The vast majority of participants expect investment volumes to rise again in 2022. Although it is very close at the top, “beds and sheds” lead the way by a narrow margin. However, participants also see growth potential in the retail and office sectors, indicating the hope of a slow return to some kind of normality.
Savills IM believes that retail is unfairly maligned and wrongly considered as a single entity. As a result, 2022 could be a turning point for the sector as many investors have been overlooking the opportunities in food retailing, retail parks and factory outlet malls or in repositioning assets to create alternative use-value.
The report also found that investor confidence is on the rise, and they will continue to move up the risk curve in 2022. Value-add strategies are expected to prosper in the next year with 63 percent of respondents highlighting them as their preferred investment style. Investors also highlighted co-investment (62 percent) and opportunistic (58 percent) as attractive investment approaches for the coming year.
Environmental, Social and Governance (ESG) themes are likely to continue to dominate the investment universe in 2022 as governments and companies embark on their pathways to a carbon-neutral world. Over four out of five of the respondents (82 percent) to our survey believe that the current focus on climate change will have an impact on their investment strategy. The vast majority of surveyed investors (79 percent) also expect there to be a demonstrable increase in the demand for green-labelled properties over the coming 12 months, with 26 percent expecting a significant rise.

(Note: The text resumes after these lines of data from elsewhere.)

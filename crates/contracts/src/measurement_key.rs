//! MeasurementKey - Cheap-to-clone signal identifier
//!
//! Uses `Arc` internally so cloning a key into every frame only bumps a
//! reference count.

use serde::{Deserialize, Deserializer, Serialize, Serializer};
use std::fmt;
use std::hash::{Hash, Hasher};
use std::str::FromStr;
use std::sync::Arc;
use uuid::Uuid;

use crate::ContractError;

/// Identifies one signal: a source-scoped point id plus a global signal id.
///
/// Keys compare by value. Two keys built independently from the same
/// `(signal_id, source, id)` are equal and hash identically.
///
/// # Examples
/// ```
/// use contracts::MeasurementKey;
///
/// let key: MeasurementKey = "PPA:12".parse().unwrap();
/// let copy = key.clone(); // O(1) - just increments ref count
/// assert_eq!(key, copy);
/// assert_eq!(key.source(), "PPA");
/// assert_eq!(key.id(), 12);
/// ```
#[derive(Clone)]
pub struct MeasurementKey(Arc<KeyInner>);

#[derive(PartialEq, Eq, Hash)]
struct KeyInner {
    signal_id: Uuid,
    source: Box<str>,
    id: u32,
}

impl MeasurementKey {
    /// Create a key from all three components.
    pub fn new(signal_id: Uuid, source: &str, id: u32) -> Self {
        Self(Arc::new(KeyInner {
            signal_id,
            source: source.into(),
            id,
        }))
    }

    /// Create a key with a freshly generated signal id.
    pub fn generate(source: &str, id: u32) -> Self {
        Self::new(Uuid::new_v4(), source, id)
    }

    /// Global signal identifier (nil when the key was parsed from `SOURCE:ID`).
    #[inline]
    pub fn signal_id(&self) -> Uuid {
        self.0.signal_id
    }

    /// Source (historian / device acronym) the point id is scoped to.
    #[inline]
    pub fn source(&self) -> &str {
        &self.0.source
    }

    /// Numeric point id within the source.
    #[inline]
    pub fn id(&self) -> u32 {
        self.0.id
    }
}

impl fmt::Display for MeasurementKey {
    fn fmt(&self, f: &mut fmt::Formatter<'_>) -> fmt::Result {
        write!(f, "{}:{}", self.0.source, self.0.id)
    }
}

impl fmt::Debug for MeasurementKey {
    fn fmt(&self, f: &mut fmt::Formatter<'_>) -> fmt::Result {
        write!(f, "MeasurementKey({}:{} {})", self.0.source, self.0.id, self.0.signal_id)
    }
}

impl FromStr for MeasurementKey {
    type Err = ContractError;

    /// Parse the `SOURCE:ID` form.
    fn from_str(s: &str) -> Result<Self, Self::Err> {
        let (source, id) = s
            .rsplit_once(':')
            .ok_or_else(|| ContractError::invalid_key(s, "expected SOURCE:ID"))?;
        let id = id
            .trim()
            .parse::<u32>()
            .map_err(|e| ContractError::invalid_key(s, e.to_string()))?;
        let source = source.trim();
        if source.is_empty() {
            return Err(ContractError::invalid_key(s, "empty source"));
        }
        Ok(Self::new(Uuid::nil(), source, id))
    }
}

impl PartialEq for MeasurementKey {
    #[inline]
    fn eq(&self, other: &Self) -> bool {
        // Fast path: same Arc pointer
        Arc::ptr_eq(&self.0, &other.0) || self.0 == other.0
    }
}

impl Eq for MeasurementKey {}

impl Hash for MeasurementKey {
    #[inline]
    fn hash<H: Hasher>(&self, state: &mut H) {
        self.0.hash(state)
    }
}

#[derive(Serialize, Deserialize)]
struct KeyRepr {
    #[serde(default)]
    signal_id: Uuid,
    source: String,
    id: u32,
}

impl Serialize for MeasurementKey {
    fn serialize<S>(&self, serializer: S) -> Result<S::Ok, S::Error>
    where
        S: Serializer,
    {
        KeyRepr {
            signal_id: self.0.signal_id,
            source: self.0.source.to_string(),
            id: self.0.id,
        }
        .serialize(serializer)
    }
}

impl<'de> Deserialize<'de> for MeasurementKey {
    fn deserialize<D>(deserializer: D) -> Result<Self, D::Error>
    where
        D: Deserializer<'de>,
    {
        let repr = KeyRepr::deserialize(deserializer)?;
        Ok(Self::new(repr.signal_id, &repr.source, repr.id))
    }
}

#[cfg(test)]
mod tests {
    use super::*;
    use std::collections::HashMap;

    #[test]
    fn test_clone_is_cheap() {
        let k1 = MeasurementKey::generate("PPA", 1);
        let k2 = k1.clone();

        assert!(Arc::ptr_eq(&k1.0, &k2.0));
    }

    #[test]
    fn test_value_equality() {
        let signal = Uuid::new_v4();
        let a = MeasurementKey::new(signal, "PPA", 7);
        let b = MeasurementKey::new(signal, "PPA", 7);
        assert_eq!(a, b);
        assert_ne!(a, MeasurementKey::new(signal, "PPA", 8));
        assert_ne!(a, MeasurementKey::new(Uuid::new_v4(), "PPA", 7));
    }

    #[test]
    fn test_hashmap_key() {
        let signal = Uuid::new_v4();
        let mut map: HashMap<MeasurementKey, i32> = HashMap::new();
        map.insert(MeasurementKey::new(signal, "DEV", 1), 1);

        assert_eq!(map.get(&MeasurementKey::new(signal, "DEV", 1)), Some(&1));
    }

    #[test]
    fn test_parse() {
        let key: MeasurementKey = "SHELBY:42".parse().unwrap();
        assert_eq!(key.source(), "SHELBY");
        assert_eq!(key.id(), 42);
        assert!(key.signal_id().is_nil());
        assert_eq!(key.to_string(), "SHELBY:42");

        assert!("no-colon".parse::<MeasurementKey>().is_err());
        assert!(":5".parse::<MeasurementKey>().is_err());
        assert!("DEV:x".parse::<MeasurementKey>().is_err());
    }

    #[test]
    fn test_serde() {
        let key = MeasurementKey::generate("PPA", 3);
        let json = serde_json::to_string(&key).unwrap();
        assert!(json.contains("\"source\":\"PPA\""));

        let parsed: MeasurementKey = serde_json::from_str(&json).unwrap();
        assert_eq!(parsed, key);
    }
}
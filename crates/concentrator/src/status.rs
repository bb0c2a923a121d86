//! Status report rendering.

use std::fmt;

use contracts::{format_ticks, ConcentratorConfig, Measurement, Ticks};
use serde::Serialize;

use crate::StatisticsSnapshot;

/// Point-in-time view of a concentrator's settings, clocks and counters.
#[derive(Debug, Clone, Serialize)]
pub struct StatusReport {
    pub enabled: bool,
    pub running: bool,
    pub disposed: bool,
    pub run_time: f64,
    pub real_time: Ticks,
    pub local_clock: Ticks,
    pub process_by_received_timestamp: bool,
    pub use_local_clock_as_real_time: bool,
    pub allow_sorts_by_arrival: bool,
    pub publication_timeout_ms: Option<u64>,
    pub external_event_timeout_ms: Option<u64>,
    pub external_events: usize,
    pub config: ConcentratorConfig,
    pub statistics: StatisticsSnapshot,
    pub queue_depth: usize,
    pub last_published_frame: Option<Ticks>,
    /// Last discarded measurement and its latency in seconds
    pub last_discarded: Option<(Measurement, f64)>,
    pub timer_missed_ticks: Option<u64>,
}

fn timeout(ms: Option<u64>) -> String {
    ms.map_or_else(|| "infinite".to_string(), |ms| format!("{ms} ms"))
}

fn yes_no(value: bool) -> &'static str {
    if value {
        "Yes"
    } else {
        "No"
    }
}

impl fmt::Display for StatusReport {
    fn fmt(&self, f: &mut fmt::Formatter<'_>) -> fmt::Result {
        let config = &self.config;
        let stats = &self.statistics;

        writeln!(f, "                 Enabled: {}", yes_no(self.enabled))?;
        writeln!(f, "                 Running: {}", yes_no(self.running))?;
        writeln!(f, "                Run time: {:.3} s", self.run_time)?;
        writeln!(f, "       Frames per second: {}", config.frames_per_second)?;
        writeln!(f, "                Lag time: {} s", config.lag_time)?;
        writeln!(f, "               Lead time: {} s", config.lead_time)?;
        writeln!(f, "         Time resolution: {} ticks", config.effective_time_resolution())?;
        writeln!(f, "     Round to nearest ts: {}", yes_no(config.round_to_nearest_timestamp))?;
        writeln!(f, "     Downsampling method: {}", config.downsampling_method)?;
        writeln!(f, "     Processing interval: {}", config.effective_processing_interval())?;
        writeln!(f, "     Process by received: {}", yes_no(self.process_by_received_timestamp))?;
        writeln!(f, "   Local clock real time: {}", yes_no(self.use_local_clock_as_real_time))?;
        writeln!(f, "        Sorts by arrival: {}", yes_no(self.allow_sorts_by_arrival))?;
        writeln!(f, "   Preemptive publishing: {}", yes_no(config.allow_preemptive_publishing))?;
        writeln!(f, "   Ignore bad timestamps: {}", yes_no(config.ignore_bad_timestamps))?;
        writeln!(f, "     Reasonability check: {}", yes_no(config.perform_timestamp_reasonability_check))?;
        writeln!(f, "   Expected measurements: {}", config.expected_measurements)?;
        writeln!(f, "     Publication timeout: {}", timeout(self.publication_timeout_ms))?;
        writeln!(f, "  External event timeout: {}", timeout(self.external_event_timeout_ms))?;
        writeln!(f, "         External events: {}", self.external_events)?;
        writeln!(f, "               Real time: {}", format_ticks(self.real_time))?;
        writeln!(f, "             Local clock: {}", format_ticks(self.local_clock))?;
        writeln!(f, "           Queued frames: {}", self.queue_depth)?;
        if let Some(last) = self.last_published_frame {
            writeln!(f, "    Last published frame: {}", format_ticks(last))?;
        }
        writeln!(f, "   Received measurements: {}", stats.received_measurements)?;
        writeln!(f, "  Processed measurements: {}", stats.processed_measurements)?;
        writeln!(f, "  Discarded measurements: {}", stats.discarded_measurements)?;
        writeln!(f, "Downsampled measurements: {}", stats.downsampled_measurements)?;
        writeln!(f, "       Sorted by arrival: {}", stats.measurements_sorted_by_arrival)?;
        writeln!(f, " Missed sorts by timeout: {}", stats.missed_sorts_by_timeout)?;
        writeln!(f, "Frames ahead of schedule: {}", stats.frames_ahead_of_schedule)?;
        writeln!(f, "        Published frames: {}", stats.published_frames)?;
        writeln!(f, "  Published measurements: {}", stats.published_measurements)?;
        writeln!(
            f,
            "  Avg measurements/frame: {:.2}",
            stats.average_measurements_per_frame()
        )?;
        writeln!(
            f,
            "    Avg publication time: {:.4} ms",
            stats.average_publication_time_per_frame()
        )?;
        writeln!(f, " Wait handle expirations: {}", stats.wait_handle_expirations)?;
        if let Some(missed) = self.timer_missed_ticks {
            writeln!(f, "      Timer missed ticks: {missed}")?;
        }
        if let Some((measurement, latency)) = &self.last_discarded {
            writeln!(
                f,
                "          Last discarded: {} at {} ({latency:.3} s latency)",
                measurement,
                format_ticks(measurement.timestamp)
            )?;
        }
        Ok(())
    }
}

Kiran Patel, Global CIO and Deputy Global CEO, Savills IM, commented: “Looking into next year, we believe beds and sheds will continue to remain in vogue. Given low yields in industrial and logistics properties, investors have no choice but to think outside big boxes and invest in promising subsectors such as urban and last-mile logistics, light industrial estates, and cold storage. We expect a polarisation of the office market with a strong focus among investors on prime properties.
“In the residential sector, scalable and operationally light segments such as multi-family, purpose-built student accommodation (PBSA) and healthcare assets promise adequate risk-adjusted returns.
“Debt-investing continues to provide attractive risk-adjusted returns with downside protection. Being at the lower end of the capital stack, in today’s environment of global supply shortages, rising inflation and growing property obsolescence due to climate adaptation, an allocation to real estate debt could be an attractive option for long-term investors.”